*** Begin section ***

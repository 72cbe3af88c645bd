// src/web/mod.rs
// HTTP layer for EstateOS

pub mod api;
pub mod error;
pub mod state;

use axum::{
    Router,
    http::HeaderValue,
    routing::{get, post},
};
use tower_http::cors::{AllowHeaders, AllowMethods, AllowOrigin, CorsLayer};
use tower_http::services::ServeDir;
use tower_http::trace::TraceLayer;
use tracing::warn;

use crate::web::state::AppState;

/// Browser origins allowed by the configuration. Credentials may not be
/// combined with wildcard methods or headers, so the layer mirrors the
/// request instead.
fn cors_layer(origins: &[String]) -> CorsLayer {
    let allowed: Vec<HeaderValue> = origins
        .iter()
        .filter_map(|origin| match origin.parse::<HeaderValue>() {
            Ok(value) => Some(value),
            Err(_) => {
                warn!(origin = %origin, "Skipping invalid CORS origin");
                None
            }
        })
        .collect();

    CorsLayer::new()
        .allow_origin(AllowOrigin::list(allowed))
        .allow_methods(AllowMethods::mirror_request())
        .allow_headers(AllowHeaders::mirror_request())
        .allow_credentials(true)
}

/// Create the web server router
pub fn create_router(state: AppState) -> Router {
    let cors = cors_layer(&state.config.cors_origins);
    let generated = ServeDir::new(&state.config.output_dir);

    let api_router = Router::new()
        .route("/health", get(api::health))
        .route("/chat-report", post(api::chat_report))
        .with_state(state.clone());

    Router::new()
        // Health check at root level
        .route("/health", get(api::health))
        .nest("/api", api_router)
        // Rendered reports
        .nest_service("/generated", generated)
        .layer(cors)
        .layer(TraceLayer::new_for_http())
        .with_state(state)
}

// src/report/mod.rs
// PDF property reports: content types, artifact storage, rendering

mod layout;
pub mod render;
pub mod store;
pub mod types;

pub use render::render_report;
pub use store::ArtifactStore;
pub use types::{Cell, ReportData, ReportSection, Table};

/// File name of an artifact inside the output directory
pub fn artifact_file_name(artifact_id: &str) -> String {
    format!("{}.pdf", artifact_id)
}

*** End section ***

_Aim of the exercise_
Show every line from the entries above in which "String" appears.

_Exercise answer_
fn cors_layer(origins: &[String]) -> CorsLayer {
pub fn artifact_file_name(artifact_id: &str) -> String {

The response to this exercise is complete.